### Prompt
With the first line as the start and the line containing "const fn is_open(&self)" as the end, write out every line of the records exactly.

Saved data entries
-*-*-

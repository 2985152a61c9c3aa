//! Anti-diagonal placement

use crate::fill::grid::Grid;
use crate::io::error::Result;
use tracing::debug;

/// Fill anti-diagonals from the top-left corner toward the bottom-right
///
/// Diagonal `d` holds the cells with `row + col == d`, visited from the
/// topmost row downward. Placement stops entirely when the colors run out.
///
/// # Errors
///
/// Returns `InvalidArgument` if `size` is zero or too large
pub fn fill_diagonal<C: Clone + Default>(colors: &[C], size: usize) -> Result<Grid<C>> {
    fill_diagonal_over(colors, size, C::default())
}

/// Diagonal fill onto a grid whose unplaced cells hold `background`
///
/// # Errors
///
/// Returns `InvalidArgument` if `size` is zero or too large
pub fn fill_diagonal_over<C: Clone>(colors: &[C], size: usize, background: C) -> Result<Grid<C>> {
    let mut grid = Grid::filled(size, background)?;
    let mut source = colors.iter();

    'diagonals: for diagonal in 0..=2 * (size - 1) {
        for row in 0..size {
            let Some(col) = diagonal.checked_sub(row).filter(|&col| col < size) else {
                continue;
            };
            let Some(color) = source.next() else {
                break 'diagonals;
            };
            grid.place(row, col, color.clone());
        }
    }

    debug!(size, placed = grid.placed_count(), "diagonal fill complete");
    Ok(grid)
}
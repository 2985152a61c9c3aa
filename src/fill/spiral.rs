//! Clockwise inward spiral placement

use crate::fill::grid::Grid;
use crate::io::error::Result;
use std::slice::Iter;
use tracing::debug;

// Shrinking window over the unvisited part of the grid; bounds are inclusive
// and signed so they may cross when the window closes.
struct SpiralBounds {
    top: isize,
    bottom: isize,
    left: isize,
    right: isize,
}

impl SpiralBounds {
    const fn new(size: usize) -> Self {
        let last = size as isize - 1;
        Self {
            top: 0,
            bottom: last,
            left: 0,
            right: last,
        }
    }

    const fn is_open(&self) -> bool {
        self.top <= self.bottom && self.left <= self.right
    }
}

/// Fill from the outer ring inward, clockwise from the top-left corner
///
/// Each ring is swept along the top row, down the right column, back along
/// the bottom row and up the left column. Exhaustion is checked per cell, so
/// the final sweep may stop partway.
///
/// # Errors
///
/// Returns `InvalidArgument` if `size` is zero or too large
pub fn fill_spiral<C: Clone + Default>(colors: &[C], size: usize) -> Result<Grid<C>> {
    fill_spiral_over(colors, size, C::default())
}

/// Spiral fill onto a grid whose unplaced cells hold `background`
///
/// # Errors
///
/// Returns `InvalidArgument` if `size` is zero or too large
pub fn fill_spiral_over<C: Clone>(colors: &[C], size: usize, background: C) -> Result<Grid<C>> {
    let mut grid = Grid::filled(size, background)?;
    let mut source = colors.iter();
    let mut bounds = SpiralBounds::new(size);

    while bounds.is_open() {
        for col in bounds.left..=bounds.right {
            if !place_next(&mut grid, &mut source, bounds.top, col) {
                break;
            }
        }
        bounds.top += 1;

        for row in bounds.top..=bounds.bottom {
            if !place_next(&mut grid, &mut source, row, bounds.right) {
                break;
            }
        }
        bounds.right -= 1;

        if bounds.top <= bounds.bottom {
            for col in (bounds.left..=bounds.right).rev() {
                if !place_next(&mut grid, &mut source, bounds.bottom, col) {
                    break;
                }
            }
            bounds.bottom -= 1;
        }

        if bounds.left <= bounds.right {
            for row in (bounds.top..=bounds.bottom).rev() {
                if !place_next(&mut grid, &mut source, row, bounds.left) {
                    break;
                }
            }
            bounds.left += 1;
        }
    }

    debug!(size, placed = grid.placed_count(), "spiral fill complete");
    Ok(grid)
}

// Returns false once the colors are exhausted
fn place_next<C: Clone>(
    grid: &mut Grid<C>,
    source: &mut Iter<'_, C>,
    row: isize,
    col: isize,
) -> bool {
    let Some(color) = source.next() else {
        return false;
    };
    grid.place(row as usize, col as usize, color.clone());
    true
}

-*-*-

### Answer to this task
repository 2985152a61c9c3aa
//! Anti-diagonal placement

use crate::fill::grid::Grid;
use crate::io::error::Result;
use tracing::debug;

/// Fill anti-diagonals from the top-left corner toward the bottom-right
///
/// Diagonal `d` holds the cells with `row + col == d`, visited from the
/// topmost row downward. Placement stops entirely when the colors run out.
///
/// # Errors
///
/// Returns `InvalidArgument` if `size` is zero or too large
pub fn fill_diagonal<C: Clone + Default>(colors: &[C], size: usize) -> Result<Grid<C>> {
    fill_diagonal_over(colors, size, C::default())
}

/// Diagonal fill onto a grid whose unplaced cells hold `background`
///
/// # Errors
///
/// Returns `InvalidArgument` if `size` is zero or too large
pub fn fill_diagonal_over<C: Clone>(colors: &[C], size: usize, background: C) -> Result<Grid<C>> {
    let mut grid = Grid::filled(size, background)?;
    let mut source = colors.iter();

    'diagonals: for diagonal in 0..=2 * (size - 1) {
        for row in 0..size {
            let Some(col) = diagonal.checked_sub(row).filter(|&col| col < size) else {
                continue;
            };
            let Some(color) = source.next() else {
                break 'diagonals;
            };
            grid.place(row, col, color.clone());
        }
    }

    debug!(size, placed = grid.placed_count(), "diagonal fill complete");
    Ok(grid)
}
repository 2985152a61c9c3aa
filename src/fill/spiral.rs
//! Clockwise inward spiral placement

use crate::fill::grid::Grid;
use crate::io::error::Result;
use std::slice::Iter;
use tracing::debug;

// Shrinking window over the unvisited part of the grid; bounds are inclusive
// and signed so they may cross when the window closes.
struct SpiralBounds {
    top: isize,
    bottom: isize,
    left: isize,
    right: isize,
}

impl SpiralBounds {
    const fn new(size: usize) -> Self {
        let last = size as isize - 1;
        Self {
            top: 0,
            bottom: last,
            left: 0,
            right: last,
        }
    }

    const fn is_open(&self) -> bool {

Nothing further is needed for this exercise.